A large part of why income inequality has risen so rapidly is due to the lack of minimum wage to protect workers at the bottom, as salaries at the top escalated rapidly — with the ministers paying themselves handsome rates pegged to the highest income earners. The government, too, is grabbing most of the social contributions from citizens for its own investments rather than returning them for social protection.

This has contributed to the sense among citizens in Singapore that they are not receiving a fair share of what they had helped to contribute to the economy.

A group of social psychologists and political scientists have explained that in a system widely believed to be “meritocratic” — such as Singapore’s — “rising inequality triggers psychological processes and motivations” resulting in a heightened need among people to “belong to a tribe,” producing a society with “rising intergroup animosity and mistrust, [and] more racial discrimination.”

But how does this work?

David Roberts explained that for “traditional white, Christian, small-town, patriarchal culture” in the United States, even though people in those towns are being sustained by high-paying jobs, their economic insecurity is leaving them feeling “assaulted, invaded, corrupted,” which they blame on “the rise of demographic groups that do not share its values.”

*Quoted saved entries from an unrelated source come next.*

//! RIFF WAVE specific items

use crate::config::ParseOptions;
use crate::error::Result;
use crate::io::{FileLike, FileStream};
use crate::macros::decode_err;
use crate::properties::Codec;

use std::io::SeekFrom;
use std::time::Duration;

const PCM: u16 = 0x0001;
const IEEE_FLOAT: u16 = 0x0003;
const EXTENSIBLE: u16 = 0xFFFE;

/// Parse the RIFF WAVE stream between `media_start` and `media_end`
///
/// The `fmt ` chunk supplies the wave format parameters; the `data` chunk's
/// length drives the duration.
pub(crate) fn read_properties<F: FileLike>(
	stream: &mut FileStream<F>,
	media_start: u64,
	media_end: u64,
	_parse_options: ParseOptions,
) -> Result<Vec<Codec>> {
	stream.seek(SeekFrom::Start(media_start))?;

	let envelope = stream.read_block(12)?;
	if envelope.len() < 12 || !envelope.starts_with(b"RIFF") || &envelope[8..12] != b"WAVE" {
		decode_err!(@BAIL Wav, "File missing RIFF/WAVE envelope");
	}

	let mut fmt = None;
	let mut data_len = None;

	// Chunks are word-aligned; an odd length is followed by a pad byte
	while stream.stream_position()? + 8 <= media_end {
		let chunk_header = stream.read_block(8)?;
		if chunk_header.len() < 8 {
			break;
		}

		let length = chunk_header.to_u32_le(4);

		match &chunk_header[..4] {
			b"fmt " => {
				if length < 16 {
					decode_err!(@BAIL Wav, "File has an invalid \"fmt \" chunk size (< 16)");
				}

				let block = stream.read_block(16)?;
				if block.len() < 16 {
					decode_err!(@BAIL Wav, "File ends mid \"fmt \" chunk");
				}

				fmt = Some(block);
				stream.seek(SeekFrom::Current(i64::from(length - 16)))?;
			},
			b"data" => {
				data_len = Some(u64::from(length));
				stream.seek(SeekFrom::Current(i64::from(length)))?;
			},
			_ => {
				stream.seek(SeekFrom::Current(i64::from(length)))?;
			},
		}

		if length % 2 != 0 {
			stream.seek(SeekFrom::Current(1))?;
		}
	}

	let Some(fmt) = fmt else {
		decode_err!(@BAIL Wav, "File has no \"fmt \" chunk");
	};

	let Some(data_len) = data_len else {
		decode_err!(@BAIL Wav, "File has no \"data\" chunk");
	};

	let format_tag = fmt.to_u16_le(0);
	let channels = fmt.to_u16_le(2) as u8;
	let sample_rate = fmt.to_u32_le(4);
	let avg_bytes_per_sec = fmt.to_u32_le(8);
	let bits_per_sample = fmt.to_u16_le(14) as u8;

	if sample_rate == 0 {
		decode_err!(@BAIL Wav, "File has a sample rate of 0");
	}

	if avg_bytes_per_sec == 0 {
		decode_err!(@BAIL Wav, "File has an average byte rate of 0");
	}

	// duration = data_len * 1000 / avg_bytes_per_sec, floored
	let duration = Duration::from_millis(data_len * 1000 / u64::from(avg_bytes_per_sec));
	let bitrate = avg_bytes_per_sec * 8 / 1000;

	let description = match format_tag {
		PCM => String::from("PCM WAV"),
		IEEE_FLOAT => String::from("IEEE Float WAV"),
		EXTENSIBLE => String::from("Extensible WAV"),
		other => format!("WAV (format {other})"),
	};

	Ok(vec![Codec::audio(
		description,
		duration,
		bitrate,
		sample_rate,
		channels,
		bits_per_sample,
	)])
}

#[cfg(test)]
mod tests {
	use super::read_properties;
	use crate::config::ParseOptions;
	use crate::io::FileStream;

	use std::io::Cursor;
	use std::time::Duration;

	fn wav_file(data_len: u32) -> Vec<u8> {
		let mut out = Vec::new();
		out.extend_from_slice(b"RIFF");
		out.extend_from_slice(&(36 + data_len).to_le_bytes());
		out.extend_from_slice(b"WAVE");

		out.extend_from_slice(b"fmt ");
		out.extend_from_slice(&16u32.to_le_bytes());
		out.extend_from_slice(&1u16.to_le_bytes()); // PCM
		out.extend_from_slice(&2u16.to_le_bytes()); // channels
		out.extend_from_slice(&44100u32.to_le_bytes()); // sample rate
		out.extend_from_slice(&176_400u32.to_le_bytes()); // avg bytes/sec
		out.extend_from_slice(&4u16.to_le_bytes()); // block align
		out.extend_from_slice(&16u16.to_le_bytes()); // bits per sample

		out.extend_from_slice(b"data");
		out.extend_from_slice(&data_len.to_le_bytes());
		out.extend_from_slice(&vec![0u8; data_len as usize]);
		out
	}

	#[test_log::test]
	fn parse_wav() {
		let data = wav_file(176_400);
		let len = data.len() as u64;
		let mut stream = FileStream::new(Cursor::new(data));

		let codecs = read_properties(&mut stream, 0, len, ParseOptions::new()).unwrap();
		let codec = &codecs[0];

		assert_eq!(codec.description(), "PCM WAV");
		// One second of data
		assert_eq!(codec.duration(), Duration::from_millis(1000));

		let properties = crate::properties::Properties::new(codecs.clone());
		assert_eq!(properties.audio_bitrate(), 1411);
		assert_eq!(properties.audio_sample_rate(), 44100);
		assert_eq!(properties.audio_channels(), 2);
		assert_eq!(properties.bit_depth(), 16);
	}

	#[test_log::test]
	fn missing_data_chunk_fails() {
		let mut data = wav_file(0);
		// Rename the data chunk
		let pos = data.len() - 8;
		data[pos..pos + 4].copy_from_slice(b"junk");

		let len = data.len() as u64;
		let mut stream = FileStream::new(Cursor::new(data));

		assert!(read_properties(&mut stream, 0, len, ParseOptions::new()).is_err());
	}

	#[test_log::test]
	fn zero_sample_rate_is_corrupt() {
		let mut data = wav_file(64);
		data[24..28].copy_from_slice(&0u32.to_le_bytes());

		let len = data.len() as u64;
		let mut stream = FileStream::new(Cursor::new(data));

		assert!(read_properties(&mut stream, 0, len, ParseOptions::new()).is_err());
	}
}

Like white America, Chinese Singaporeans, the majority ethnic group in Singapore, are on average wealthier than the other ethnic groups in the city state. 

The case of Tan Beow Hiong, a Chinese woman who claims to be from Hwa Chong (considered to be an elite educational institution in Singapore) is illustrative. In April, she made racist remarks on Singapore’s Mass Rapid Transit (MRT) train, where she said, “Malay touching a Chinese, what is this? [...] Did your religion teach you how to touch Chinese?...F***k you, man.”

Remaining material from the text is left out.